YOUR TASK: Where a line contains the word "EatGoClient", copy that line from the records below.
=== Begin Enclosure ===
use shared::models::RestaurantId;
use yew::{Html, Properties, function_component, html};

use crate::containers::RestaurantContainer;

#[derive(Properties, PartialEq, Clone)]
pub struct RestaurantPageProps {
    pub id: RestaurantId,
}

/// Restaurant detail page component
#[function_component(RestaurantPage)]
pub fn restaurant_page(props: &RestaurantPageProps) -> Html {
    html! {
        <div class="p-4">
            <RestaurantContainer restaurant_id={props.id} />
        </div>
    }
}
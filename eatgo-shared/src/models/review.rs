use serde::{Deserialize, Serialize};
use strum_macros::{AsRefStr, Display, EnumIter, EnumString};

/// A review written for a restaurant.
#[derive(Debug, Clone, Serialize, Deserialize, PartialEq, Eq)]
pub struct Review {
    /// Review identifier; higher ids were written later.
    pub id: u64,
    /// Name of the reviewer.
    #[serde(default)]
    pub name: String,
    /// Score out of 5.
    pub score: u8,
    /// Review text.
    pub description: String,
}

/// Input names of the review form.
#[derive(
    Debug,
    Clone,
    Copy,
    PartialEq,
    Eq,
    Hash,
    Serialize,
    Deserialize,
    Display,
    EnumString,
    AsRefStr,
    EnumIter,
)]
#[serde(rename_all = "lowercase")]
#[strum(serialize_all = "lowercase")]
pub enum ReviewField {
    /// The `score` input.
    Score,
    /// The `description` input.
    Description,
}

/// Pending, not yet submitted, review form input.
#[derive(Debug, Clone, Default, Serialize, Deserialize, PartialEq, Eq)]
pub struct ReviewFields {
    /// Score as typed, validated by the server.
    pub score: String,
    /// Review text typed so far.
    pub description: String,
}

impl ReviewFields {
    /// Current value of `field`.
    #[must_use]
    pub fn get(&self, field: ReviewField) -> &str {
        match field {
            ReviewField::Score => &self.score,
            ReviewField::Description => &self.description,
        }
    }

    /// Replace the value of `field`.
    pub fn set(&mut self, field: ReviewField, value: impl Into<String>) {
        let value = value.into();
        match field {
            ReviewField::Score => self.score = value,
            ReviewField::Description => self.description = value,
        }
    }
}

/// Body of `POST /restaurants/:id/reviews`.
#[derive(Debug, Clone, Serialize, Deserialize, PartialEq, Eq)]
pub struct ReviewRequest {
    /// Score as typed.
    pub score: String,
    /// Review text.
    pub description: String,
}

impl From<&ReviewFields> for ReviewRequest {
    fn from(fields: &ReviewFields) -> Self {
        Self {
            score: fields.score.clone(),
            description: fields.description.clone(),
        }
    }
}

#[cfg(test)]
mod tests {
    use super::*;
    use std::str::FromStr;
    use strum::IntoEnumIterator;

    #[test]
    fn test_review_field_names() {
        let names: Vec<String> = ReviewField::iter().map(|field| field.to_string()).collect();
        assert_eq!(names, vec!["score", "description"]);
        assert_eq!(ReviewField::from_str("description"), Ok(ReviewField::Description));
        assert!(ReviewField::from_str("title").is_err());
    }

    #[test]
    fn test_review_fields_set_and_get() {
        let mut fields = ReviewFields::default();
        fields.set(ReviewField::Score, "5");
        fields.set(ReviewField::Description, "정말 최고");

        assert_eq!(fields.get(ReviewField::Score), "5");
        assert_eq!(fields.get(ReviewField::Description), "정말 최고");
        assert_eq!(
            ReviewRequest::from(&fields),
            ReviewRequest {
                score: "5".to_string(),
                description: "정말 최고".to_string(),
            }
        );
    }
}
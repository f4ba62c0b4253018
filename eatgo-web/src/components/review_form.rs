use shared::models::{ReviewField, ReviewFields};
use web_sys::HtmlInputElement;
use yew::prelude::*;

#[derive(Properties, PartialEq, Clone)]
pub struct ReviewFormProps {
    pub fields: ReviewFields,
    pub on_change: Callback<(ReviewField, String)>,
    pub on_submit: Callback<()>,
}

#[function_component(ReviewForm)]
pub fn review_form(props: &ReviewFormProps) -> Html {
    let input = |field: ReviewField, label: &str, input_type: &str| {
        let id = format!("review-{field}");
        let on_change = props.on_change.clone();
        let oninput = Callback::from(move |event: InputEvent| {
            if let Some(input) = event.target_dyn_into::<HtmlInputElement>() {
                on_change.emit((field, input.value()));
            }
        });

        html! {
            <div class="form-control">
                <label class="label" for={id.clone()}>
                    <span class="label-text">{label.to_string()}</span>
                </label>
                <input
                    id={id}
                    class="input input-bordered"
                    type={input_type.to_string()}
                    name={field.to_string()}
                    value={props.fields.get(field).to_string()}
                    {oninput}
                />
            </div>
        }
    };

    let onsubmit = {
        let on_submit = props.on_submit.clone();
        Callback::from(move |event: SubmitEvent| {
            event.prevent_default();
            on_submit.emit(());
        })
    };

    html! {
        <form class="space-y-3" {onsubmit}>
            { input(ReviewField::Score, "평점", "number") }
            { input(ReviewField::Description, "리뷰내용", "text") }
            <button class="btn btn-primary" type="submit">
                {"리뷰 남기기"}
            </button>
        </form>
    }
}
use yew::{Html, function_component, html};

/// About page component
#[function_component(AboutPage)]
pub fn about_page() -> Html {
    html! {
        <div class="p-4 space-y-6">
            <h1 class="text-2xl font-bold">{ "About" }</h1>
            <p>{ "About 페이지" }</p>
            <p>{ "지역과 분류로 레스토랑을 찾고, 로그인해서 리뷰를 남길 수 있어요." }</p>
        </div>
    }
}
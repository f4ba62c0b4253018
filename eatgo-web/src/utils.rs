use shared::models::{Restaurant, RestaurantId};

/// Whether `requested` differs from the restaurant currently held in state.
pub fn is_new_restaurant(current: Option<&Restaurant>, requested: RestaurantId) -> bool {
    current.is_none_or(|restaurant| restaurant.id != requested)
}
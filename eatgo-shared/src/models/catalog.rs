use serde::{Deserialize, Serialize};

/// Identifier of a [`Region`].
pub type RegionId = u64;

/// Identifier of a [`Category`].
pub type CategoryId = u64;

/// A region restaurants can be filtered by.
#[derive(Debug, Clone, Serialize, Deserialize, PartialEq, Eq, Hash)]
pub struct Region {
    /// Region identifier.
    pub id: RegionId,
    /// Display name, also used as the list query value.
    pub name: String,
}

/// A food category restaurants can be filtered by.
#[derive(Debug, Clone, Serialize, Deserialize, PartialEq, Eq, Hash)]
pub struct Category {
    /// Category identifier, used as the list query value.
    pub id: CategoryId,
    /// Display name.
    pub name: String,
}

impl Region {
    /// Create a region.
    #[must_use]
    pub fn new(id: RegionId, name: impl Into<String>) -> Self {
        Self {
            id,
            name: name.into(),
        }
    }
}

impl Category {
    /// Create a category.
    #[must_use]
    pub fn new(id: CategoryId, name: impl Into<String>) -> Self {
        Self {
            id,
            name: name.into(),
        }
    }
}
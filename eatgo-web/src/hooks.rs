use std::future::Future;
use std::rc::Rc;

use wasm_bindgen_futures::spawn_local;
use yew::{hook, use_memo};

use crate::actions::ActionCreators;
use crate::error::ActionError;
use crate::services::{EatGoClient, LocalTokenStorage};

/// Action creators over the browser services.
pub type BrowserActions = ActionCreators<EatGoClient, LocalTokenStorage>;

/// Action creators bound to the browser services, created once per component.
#[hook]
pub fn use_action_creators() -> Rc<BrowserActions> {
    use_memo((), |_| ActionCreators::browser())
}

/// Run an orchestrator on the browser event loop, logging a failure.
pub fn spawn_action<F>(name: &'static str, action: F)
where
    F: Future<Output = Result<(), ActionError>> + 'static,
{
    spawn_local(async move {
        if let Err(err) = action.await {
            log::error!("{name} failed: {err}");
        }
    });
}
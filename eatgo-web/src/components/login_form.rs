use shared::models::{LoginField, LoginFields};
use web_sys::HtmlInputElement;
use yew::prelude::*;

#[derive(Properties, PartialEq, Clone)]
pub struct LoginFormProps {
    pub fields: LoginFields,
    pub on_change: Callback<(LoginField, String)>,
    pub on_submit: Callback<()>,
}

#[function_component(LoginForm)]
pub fn login_form(props: &LoginFormProps) -> Html {
    let input = |field: LoginField, label: &str, input_type: &str| {
        let id = format!("login-{field}");
        let on_change = props.on_change.clone();
        let oninput = Callback::from(move |event: InputEvent| {
            if let Some(input) = event.target_dyn_into::<HtmlInputElement>() {
                on_change.emit((field, input.value()));
            }
        });

        html! {
            <div class="form-control">
                <label class="label" for={id.clone()}>
                    <span class="label-text">{label.to_string()}</span>
                </label>
                <input
                    id={id}
                    class="input input-bordered"
                    type={input_type.to_string()}
                    name={field.to_string()}
                    value={props.fields.get(field).to_string()}
                    {oninput}
                />
            </div>
        }
    };

    let onclick = {
        let on_submit = props.on_submit.clone();
        Callback::from(move |event: MouseEvent| {
            event.prevent_default();
            on_submit.emit(());
        })
    };

    html! {
        <form class="card-body">
            { input(LoginField::Email, "E-mail", "email") }
            { input(LoginField::Password, "Password", "password") }
            <div class="form-control mt-6">
                <button class="btn btn-primary" type="button" {onclick}>
                    {"Log In"}
                </button>
            </div>
        </form>
    }
}
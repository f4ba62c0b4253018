use crate::{containers::layout::Layout, pages::*};
use shared::models::RestaurantId;
use strum::EnumIter;
use yew::prelude::*;
use yew_router::prelude::*;

/// The main routes
#[derive(Debug, Clone, PartialEq, Eq, Routable, EnumIter)]
pub enum MainRoute {
    #[at("/")]
    Home,
    #[at("/about")]
    About,
    #[at("/login")]
    Login,
    #[at("/restaurants")]
    Restaurants,
    #[at("/restaurants/:id")]
    Restaurant { id: RestaurantId },
    #[not_found]
    #[at("/404")]
    NotFound,
}

impl MainRoute {
    /// Routes listed in the header navigation.
    pub fn header_routes() -> Vec<MainRoute> {
        vec![
            MainRoute::Home,
            MainRoute::About,
            MainRoute::Restaurants,
            MainRoute::Login,
        ]
    }

    /// Translation key prefix of a navigable route.
    pub fn nav_key(&self) -> &'static str {
        match self {
            MainRoute::Home => "nav.home",
            MainRoute::About => "nav.about",
            MainRoute::Login => "nav.login",
            MainRoute::Restaurants | MainRoute::Restaurant { .. } => "nav.restaurants",
            MainRoute::NotFound => "nav.not_found",
        }
    }
}

/// Switch function for the main routes.
pub fn switch(route: MainRoute) -> Html {
    log::debug!("switching to route {route:?}");
    let current_route = route.clone();
    let page = match route {
        MainRoute::Home => html! { <HomePage /> },
        MainRoute::About => html! { <AboutPage /> },
        MainRoute::Login => html! { <LoginPage /> },
        MainRoute::Restaurants => html! { <RestaurantsPage /> },
        MainRoute::Restaurant { id } => html! { <RestaurantPage {id} /> },
        MainRoute::NotFound => html! { <NotFoundPage /> },
    };

    html! {
        <Layout current_route={Some(current_route)}>
            { page }
        </Layout>
    }
}
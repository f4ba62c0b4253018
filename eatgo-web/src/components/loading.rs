use yew::{Html, function_component, html};

#[function_component(Loading)]
pub fn loading() -> Html {
    html! {
        <div class="flex items-center justify-center p-6 animate-fadeIn">
            <span class="loading loading-dots loading-md mr-2"></span>
            <span>{"Loading..."}</span>
        </div>
    }
}
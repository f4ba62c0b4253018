//! Frontend configuration module
//!
//! Endpoint URLs and client settings, fixed at compile time through
//! environment variables with production defaults.

use log::LevelFilter;

const DEFAULT_API_BASE_URL: &str = "https://eatgo-customer-api.ahastudio.com";
const DEFAULT_LOGIN_BASE_URL: &str = "https://eatgo-login-api.ahastudio.com";

/// Key the access token is persisted under in local storage.
pub const ACCESS_TOKEN_KEY: &str = "accessToken";

/// Frontend configuration for API endpoints and logging
#[derive(Debug, Clone)]
pub struct FrontendConfig {
    /// Base URL of the restaurant API
    pub api_base_url: String,
    /// Base URL of the login API
    pub login_base_url: String,
    /// Local storage key holding the access token
    pub access_token_key: String,
    /// Maximum level forwarded to the browser console
    pub log_level: LevelFilter,
}

impl Default for FrontendConfig {
    fn default() -> Self {
        Self {
            api_base_url: option_env!("EATGO_API_BASE_URL")
                .unwrap_or(DEFAULT_API_BASE_URL)
                .to_string(),
            login_base_url: option_env!("EATGO_LOGIN_BASE_URL")
                .unwrap_or(DEFAULT_LOGIN_BASE_URL)
                .to_string(),
            access_token_key: ACCESS_TOKEN_KEY.to_string(),
            log_level: parse_log_level(option_env!("EATGO_LOG_LEVEL")),
        }
    }
}

impl FrontendConfig {
    /// Create a new frontend configuration instance
    pub fn new() -> Self {
        Self::default()
    }

    /// Base URL of the restaurant API
    pub fn api_base_url(&self) -> &str {
        &self.api_base_url
    }

    /// Base URL of the login API
    pub fn login_base_url(&self) -> &str {
        &self.login_base_url
    }
}

fn parse_log_level(value: Option<&str>) -> LevelFilter {
    value
        .and_then(|level| level.parse().ok())
        .unwrap_or(LevelFilter::Info)
}
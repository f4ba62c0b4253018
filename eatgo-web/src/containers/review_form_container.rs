use shared::models::{RestaurantId, ReviewField};
use yew::prelude::*;
use yewdux::prelude::use_store;

use crate::actions::change_review_field;
use crate::components::ReviewForm;
use crate::hooks::{spawn_action, use_action_creators};
use crate::store::{AppState, StoreHandle};

#[derive(Properties, PartialEq, Clone)]
pub struct ReviewFormContainerProps {
    pub restaurant_id: RestaurantId,
}

#[function_component(ReviewFormContainer)]
pub fn review_form_container(props: &ReviewFormContainerProps) -> Html {
    let (state, dispatch) = use_store::<AppState>();
    let actions = use_action_creators();

    let on_change = {
        let dispatch = dispatch.clone();
        Callback::from(move |(name, value): (ReviewField, String)| {
            dispatch.dispatch(change_review_field(name, value));
        })
    };

    let on_submit = {
        let restaurant_id = props.restaurant_id;
        Callback::from(move |()| {
            let dispatch = dispatch.clone();
            let actions = actions.clone();
            spawn_action("send review", async move {
                actions.send_review(&dispatch, restaurant_id).await
            });
        })
    };

    html! {
        <ReviewForm fields={state.review_fields.clone()} {on_change} {on_submit} />
    }
}
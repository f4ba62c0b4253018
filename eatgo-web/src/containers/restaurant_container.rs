use shared::models::RestaurantId;
use yew::prelude::*;
use yewdux::prelude::use_store;

use crate::components::{Loading, RestaurantDetail, Reviews};
use crate::containers::ReviewFormContainer;
use crate::hooks::{spawn_action, use_action_creators};
use crate::store::AppState;

#[derive(Properties, PartialEq, Clone)]
pub struct RestaurantContainerProps {
    pub restaurant_id: RestaurantId,
}

#[function_component(RestaurantContainer)]
pub fn restaurant_container(props: &RestaurantContainerProps) -> Html {
    let (state, dispatch) = use_store::<AppState>();
    let actions = use_action_creators();

    use_effect_with(props.restaurant_id, move |&restaurant_id| {
        spawn_action("load restaurant", async move {
            actions.load_restaurant(&dispatch, restaurant_id).await
        });
        || ()
    });

    let Some(restaurant) = state.restaurant.clone() else {
        return html! { <Loading /> };
    };

    html! {
        <div class="space-y-6">
            <RestaurantDetail restaurant={restaurant.clone()} />
            if state.is_logged_in() {
                <ReviewFormContainer restaurant_id={props.restaurant_id} />
            }
            <Reviews {restaurant} />
        </div>
    }
}
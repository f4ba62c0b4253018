use serde::{Deserialize, Serialize};

use super::{CategoryId, Review};

/// Identifier of a restaurant, as used in `/restaurants/:id`.
pub type RestaurantId = u64;

/// A single entry on a restaurant's menu.
#[derive(Debug, Clone, Serialize, Deserialize, PartialEq, Eq)]
pub struct MenuItem {
    /// Menu item identifier.
    pub id: u64,
    /// Dish name.
    pub name: String,
}

/// Restaurant as returned by the list endpoint.
#[derive(Debug, Clone, Serialize, Deserialize, PartialEq, Eq)]
#[serde(rename_all = "camelCase")]
pub struct RestaurantSummary {
    /// Restaurant identifier.
    pub id: RestaurantId,
    /// Category the restaurant belongs to.
    #[serde(default)]
    pub category_id: CategoryId,
    /// Restaurant name.
    pub name: String,
    /// Street address.
    #[serde(default)]
    pub address: String,
}

/// Full restaurant detail including its menu and reviews.
#[derive(Debug, Clone, Default, Serialize, Deserialize, PartialEq, Eq)]
#[serde(rename_all = "camelCase")]
pub struct Restaurant {
    /// Restaurant identifier.
    pub id: RestaurantId,
    /// Category the restaurant belongs to.
    #[serde(default)]
    pub category_id: CategoryId,
    /// Restaurant name.
    pub name: String,
    /// Street address.
    #[serde(default)]
    pub address: String,
    /// Menu in serving order.
    #[serde(default)]
    pub menu_items: Vec<MenuItem>,
    /// Reviews in the order the API returned them.
    #[serde(default)]
    pub reviews: Vec<Review>,
}

impl Restaurant {
    /// Reviews ordered from the most recently written one.
    #[must_use]
    pub fn reviews_newest_first(&self) -> Vec<&Review> {
        let mut reviews: Vec<&Review> = self.reviews.iter().collect();
        reviews.sort_by(|a, b| b.id.cmp(&a.id));
        reviews
    }
}
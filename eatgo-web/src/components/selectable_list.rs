use yew::prelude::*;

/// One choice in a [`SelectableList`].
#[derive(Debug, Clone, PartialEq, Eq)]
pub struct SelectableItem {
    pub id: u64,
    pub name: String,
}

impl SelectableItem {
    pub fn new(id: u64, name: impl Into<String>) -> Self {
        Self {
            id,
            name: name.into(),
        }
    }

    /// Button text, marked with `(V)` when selected.
    pub fn label(&self, selected: Option<u64>) -> String {
        if selected == Some(self.id) {
            format!("{}(V)", self.name)
        } else {
            self.name.clone()
        }
    }
}

#[derive(Properties, PartialEq, Clone)]
pub struct SelectableListProps {
    pub items: Vec<SelectableItem>,
    #[prop_or_default]
    pub selected: Option<u64>,
    pub on_select: Callback<u64>,
}

#[function_component(SelectableList)]
pub fn selectable_list(props: &SelectableListProps) -> Html {
    html! {
        <ul class="flex flex-wrap gap-2">
            { for props.items.iter().map(|item| {
                let id = item.id;
                let on_select = props.on_select.clone();
                let active = if props.selected == Some(id) { "btn-primary" } else { "btn-ghost" };
                html! {
                    <li key={id}>
                        <button
                            class={classes!("btn", "btn-sm", active)}
                            type="button"
                            onclick={Callback::from(move |_: MouseEvent| on_select.emit(id))}
                        >
                            { item.label(props.selected) }
                        </button>
                    </li>
                }
            }) }
        </ul>
    }
}

#[cfg(test)]
mod tests {
    use super::*;

    #[test]
    fn test_selected_item_is_marked() {
        let item = SelectableItem::new(1, "서울");

        assert_eq!(item.label(Some(1)), "서울(V)");
        assert_eq!(item.label(Some(2)), "서울");
        assert_eq!(item.label(None), "서울");
    }
}
use rusqlite::Row;

/// Build a model from a row selected with its table's column names.
///
/// Used as `stmt.query_map(params, Model::from_row)`.
pub trait FromSqliteRow: Sized {
    fn from_row(row: &Row) -> rusqlite::Result<Self>;
}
=== End Enclosure ===
SOLVED EXERCISE:
use crate::services::{EatGoClient, LocalTokenStorage};
pub type BrowserActions = ActionCreators<EatGoClient, LocalTokenStorage>;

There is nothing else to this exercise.